The only nuance that stops many doctors from routinely using ELISA is that the accuracy of the procedure does not exceed 60%, and the possibility of detecting an infection appears no earlier than the 10th day after infection.
- To date, the only diagnostic procedure that allows you to detect chlamydia almost the next day after infection with one hundred percent accuracy is considered to be polymerase chain reaction (PCR). The essence of the technique is to determine the DNA of a microbial cell in human blood. False-positive results are possible only in case of improper sampling, preparation or transportation of the test material. Despite the high efficiency of this method for diagnosing chlamydia, it has not yet become widespread due to the rather high cost of the procedure.
Chlamydia drug groups
In addition to all of the above, recently, express methods for the rapid diagnosis of chlamydia, which can be performed even at home, have gained popularity.
Firstly, the accuracy of the express method does not exceed 20%. Secondly, if the result is positive, each of the doctors will double-check the results of the rapid test using the traditional studies described above.
If at least one of the above diagnostic procedures is positive, the patient needs an immediate course of treatment, which consists of the following items:
- Antibacterial therapy. Recently, such groups of antibiotics as macrolides (erythromycin, azithromycin, clarithromycin) have been used to treat chlamydia.

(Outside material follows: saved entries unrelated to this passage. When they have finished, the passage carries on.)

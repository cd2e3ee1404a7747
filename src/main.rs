#[macro_use] extern crate rocket;
#[macro_use] extern crate serde_derive;

use std::sync::Arc;

use anyhow::Context;
use log::{error, info};
use rocket::{Request, Response};
use rocket::fairing::{Fairing, Info, Kind};
use rocket::http::Header;
use tokio::sync::{watch, Notify};

mod common;
mod config;
mod error;
mod reconciler;
mod registry;
mod reload;
mod render;
mod rest_api;

use config::Settings;
use reconciler::Reconciler;



// The camera UI is served from another origin, so the control API has to allow cross-origin calls.
pub struct CORS;

#[rocket::async_trait]
impl Fairing for CORS {
	fn info(&self) -> Info {
		Info {
			name: "Add CORS headers to responses",
			kind: Kind::Response
		}
	}

	async fn on_response<'r>(&self, _request: &'r Request<'_>, response: &mut Response<'r>) {
		response.set_header(Header::new("Access-Control-Allow-Origin", "*"));
		response.set_header(Header::new("Access-Control-Allow-Methods", "POST, GET, OPTIONS"));
		response.set_header(Header::new("Access-Control-Allow-Headers", "*"));
		response.set_header(Header::new("Access-Control-Allow-Credentials", "true"));
	}
}


#[rocket::main]
async fn main() -> anyhow::Result<()> {
	env_logger::Builder::from_env(env_logger::Env::default().default_filter_or("info")).init();

	let matches = config::command().get_matches();
	let settings = Settings::from_matches(&matches)?;

	let reloader = settings.reloader()?;
	info!("Registry:      {}", settings.registry_url);
	info!("Output:        {}", settings.output.display());
	info!("Poll interval: {:?}", settings.poll_interval);
	info!("Reload via:    {}", reloader.describe());

	let mut reconciler = Reconciler::new(
		Box::new(settings.registry_client()?),
		reloader,
		settings.render_settings()?,
		settings.output.clone(),
		settings.write_timeout,
	).await;

	if settings.once {
		return reconciler.run_cycle().await
			.map(|outcome| info!("Single cycle finished: {:?}", outcome))
			.context("reconciliation cycle failed");
	}

	let status = reconciler.status();
	let trigger = Arc::new(Notify::new());
	let (shutdown_tx, shutdown_rx) = watch::channel(false);
	let worker = tokio::spawn(reconciler.run(settings.poll_interval, trigger.clone(), shutdown_rx));

	// Rocket owns Ctrl-C / SIGTERM handling; once it returns, wind the loop down.
	let launched = rocket::build()
		.attach(rest_api::stage(status, trigger))
		.attach(CORS)
		.launch()
		.await;

	let _ = shutdown_tx.send(true);
	if let Err(err) = worker.await {
		error!("Reconciler task ended abnormally; error was {}", err);
	}
	launched?;

	anyhow::Ok(())
}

- Antifungal drugs, the purpose of which, in the first place, is not to eliminate the microbial focus, but to prevent fungal complications that may occur during antibiotic therapy.
- Immunomodulatory agents such as interferon.
- Topical antimicrobials.
During chlamydia infection, not only patients themselves, but also their sexual partners are subject to mandatory diagnosis of chlamydia and treatment. In addition, diet therapy with restriction of dairy products and alcohol is an obligatory component of treatment.